Records drawn from a dataset
+++++

//! Domain primitives for the movie catalogue.
//!
//! Identifiers are newtypes so a movie id can never be passed where a genre id
//! is expected. Sort options are enums rather than strings or booleans.

use serde::{Deserialize, Serialize};
use std::cmp::Ordering;
use std::fmt;
use std::str::FromStr;

/// Unique identifier of a movie in the remote catalogue.
///
/// Stable across pagination pages and cache refreshes.
///
/// # Examples
///
/// ```rust
/// use cinelist::domain::MovieId;
///
/// let id = MovieId::new(278);
/// assert_eq!(id.value(), 278);
/// assert_eq!(id.to_string(), "278");
/// ```
#[derive(
    Debug, Clone, Copy, PartialEq, Eq, PartialOrd, Ord, Hash, Default, Serialize, Deserialize,
)]
#[serde(transparent)]
pub struct MovieId(i64);

impl MovieId {
    #[must_use]
    pub const fn new(id: i64) -> Self {
        Self(id)
    }

    #[must_use]
    pub const fn value(&self) -> i64 {
        self.0
    }
}

impl fmt::Display for MovieId {
    fn fmt(&self, f: &mut fmt::Formatter<'_>) -> fmt::Result {
        write!(f, "{}", self.0)
    }
}

impl From<i64> for MovieId {
    fn from(id: i64) -> Self {
        Self::new(id)
    }
}

impl From<MovieId> for i64 {
    fn from(id: MovieId) -> Self {
        id.0
    }
}

/// Unique identifier of a genre in the remote taxonomy.
#[derive(
    Debug, Clone, Copy, PartialEq, Eq, PartialOrd, Ord, Hash, Default, Serialize, Deserialize,
)]
#[serde(transparent)]
pub struct GenreId(i64);

impl GenreId {
    #[must_use]
    pub const fn new(id: i64) -> Self {
        Self(id)
    }

    #[must_use]
    pub const fn value(&self) -> i64 {
        self.0
    }
}

impl fmt::Display for GenreId {
    fn fmt(&self, f: &mut fmt::Formatter<'_>) -> fmt::Result {
        write!(f, "{}", self.0)
    }
}

impl From<i64> for GenreId {
    fn from(id: i64) -> Self {
        Self::new(id)
    }
}

/// Field a search result list is ordered by.
#[derive(Debug, Clone, Copy, PartialEq, Eq, Default, Serialize, Deserialize)]
#[serde(rename_all = "lowercase")]
pub enum SortKey {
    /// Relevance tier first, then collated title.
    #[default]
    Title,
    /// Average rating.
    Rank,
}

impl fmt::Display for SortKey {
    fn fmt(&self, f: &mut fmt::Formatter<'_>) -> fmt::Result {
        match self {
            Self::Title => write!(f, "title"),
            Self::Rank => write!(f, "rank"),
        }
    }
}

impl FromStr for SortKey {
    type Err = String;

    fn from_str(s: &str) -> Result<Self, Self::Err> {
        match s.trim().to_lowercase().as_str() {
            "title" => Ok(Self::Title),
            "rank" | "rating" => Ok(Self::Rank),
            other => Err(format!("unknown sort key '{other}' (expected title or rank)")),
        }
    }
}

/// Sort order enumeration to replace boolean blindness.
#[derive(Debug, Clone, Copy, PartialEq, Eq, Default, Serialize, Deserialize)]
#[serde(rename_all = "lowercase")]
pub enum SortOrder {
    #[default]
    Ascending,
    Descending,
}

impl SortOrder {
    /// Returns true if this is ascending order.
    #[must_use]
    pub const fn is_ascending(&self) -> bool {
        matches!(self, Self::Ascending)
    }

    /// Applies the direction to an ascending comparison.
    ///
    /// Equal stays equal in both directions, so stable sorts keep ties in
    /// input order.
    #[must_use]
    pub const fn apply(&self, ordering: Ordering) -> Ordering {
        match self {
            Self::Ascending => ordering,
            Self::Descending => ordering.reverse(),
        }
    }
}

impl fmt::Display for SortOrder {
    fn fmt(&self, f: &mut fmt::Formatter<'_>) -> fmt::Result {
        match self {
            Self::Ascending => write!(f, "ascending"),
            Self::Descending => write!(f, "descending"),
        }
    }
}

impl FromStr for SortOrder {
    type Err = String;

    fn from_str(s: &str) -> Result<Self, Self::Err> {
        match s.trim().to_lowercase().as_str() {
            "asc" | "ascending" => Ok(Self::Ascending),
            "desc" | "descending" => Ok(Self::Descending),
            other => Err(format!("unknown sort order '{other}' (expected asc or desc)")),
        }
    }
}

+++++

Repeat the lines above with every word intact.

EXERCISE RESPONSE:
//! Domain primitives for the movie catalogue.
//!
//! Identifiers are newtypes so a movie id can never be passed where a genre id
//! is expected. Sort options are enums rather than strings or booleans.

use serde::{Deserialize, Serialize};
use std::cmp::Ordering;
use std::fmt;
use std::str::FromStr;

/// Unique identifier of a movie in the remote catalogue.
///
/// Stable across pagination pages and cache refreshes.
///
/// # Examples
///
/// ```rust
/// use cinelist::domain::MovieId;
///
/// let id = MovieId::new(278);
/// assert_eq!(id.value(), 278);
/// assert_eq!(id.to_string(), "278");
/// ```
#[derive(
    Debug, Clone, Copy, PartialEq, Eq, PartialOrd, Ord, Hash, Default, Serialize, Deserialize,
)]
#[serde(transparent)]
pub struct MovieId(i64);

impl MovieId {
    #[must_use]
    pub const fn new(id: i64) -> Self {
        Self(id)
    }

    #[must_use]
    pub const fn value(&self) -> i64 {
        self.0
    }
}

impl fmt::Display for MovieId {
    fn fmt(&self, f: &mut fmt::Formatter<'_>) -> fmt::Result {
        write!(f, "{}", self.0)
    }
}

impl From<i64> for MovieId {
    fn from(id: i64) -> Self {
        Self::new(id)
    }
}

impl From<MovieId> for i64 {
    fn from(id: MovieId) -> Self {
        id.0
    }
}

/// Unique identifier of a genre in the remote taxonomy.
#[derive(
    Debug, Clone, Copy, PartialEq, Eq, PartialOrd, Ord, Hash, Default, Serialize, Deserialize,
)]
#[serde(transparent)]
pub struct GenreId(i64);

impl GenreId {
    #[must_use]
    pub const fn new(id: i64) -> Self {
        Self(id)
    }

    #[must_use]
    pub const fn value(&self) -> i64 {
        self.0
    }
}

impl fmt::Display for GenreId {
    fn fmt(&self, f: &mut fmt::Formatter<'_>) -> fmt::Result {
        write!(f, "{}", self.0)
    }
}

impl From<i64> for GenreId {
    fn from(id: i64) -> Self {
        Self::new(id)
    }
}

/// Field a search result list is ordered by.
#[derive(Debug, Clone, Copy, PartialEq, Eq, Default, Serialize, Deserialize)]
#[serde(rename_all = "lowercase")]
pub enum SortKey {
    /// Relevance tier first, then collated title.
    #[default]
    Title,
    /// Average rating.
    Rank,
}

impl fmt::Display for SortKey {
    fn fmt(&self, f: &mut fmt::Formatter<'_>) -> fmt::Result {
        match self {
            Self::Title => write!(f, "title"),
            Self::Rank => write!(f, "rank"),
        }
    }
}

impl FromStr for SortKey {
    type Err = String;

    fn from_str(s: &str) -> Result<Self, Self::Err> {
        match s.trim().to_lowercase().as_str() {
            "title" => Ok(Self::Title),
            "rank" | "rating" => Ok(Self::Rank),
            other => Err(format!("unknown sort key '{other}' (expected title or rank)")),
        }
    }
}

/// Sort order enumeration to replace boolean blindness.
#[derive(Debug, Clone, Copy, PartialEq, Eq, Default, Serialize, Deserialize)]
#[serde(rename_all = "lowercase")]
pub enum SortOrder {
    #[default]
    Ascending,
    Descending,
}

impl SortOrder {
    /// Returns true if this is ascending order.
    #[must_use]
    pub const fn is_ascending(&self) -> bool {
        matches!(self, Self::Ascending)
    }

    /// Applies the direction to an ascending comparison.
    ///
    /// Equal stays equal in both directions, so stable sorts keep ties in
    /// input order.
    #[must_use]
    pub const fn apply(&self, ordering: Ordering) -> Ordering {
        match self {
            Self::Ascending => ordering,
            Self::Descending => ordering.reverse(),
        }
    }
}

impl fmt::Display for SortOrder {
    fn fmt(&self, f: &mut fmt::Formatter<'_>) -> fmt::Result {
        match self {
            Self::Ascending => write!(f, "ascending"),
            Self::Descending => write!(f, "descending"),
        }
    }
}

impl FromStr for SortOrder {
    type Err = String;

    fn from_str(s: &str) -> Result<Self, Self::Err> {
        match s.trim().to_lowercase().as_str() {
            "asc" | "ascending" => Ok(Self::Ascending),
            "desc" | "descending" => Ok(Self::Descending),
            other => Err(format!("unknown sort order '{other}' (expected asc or desc)")),
        }
    }
}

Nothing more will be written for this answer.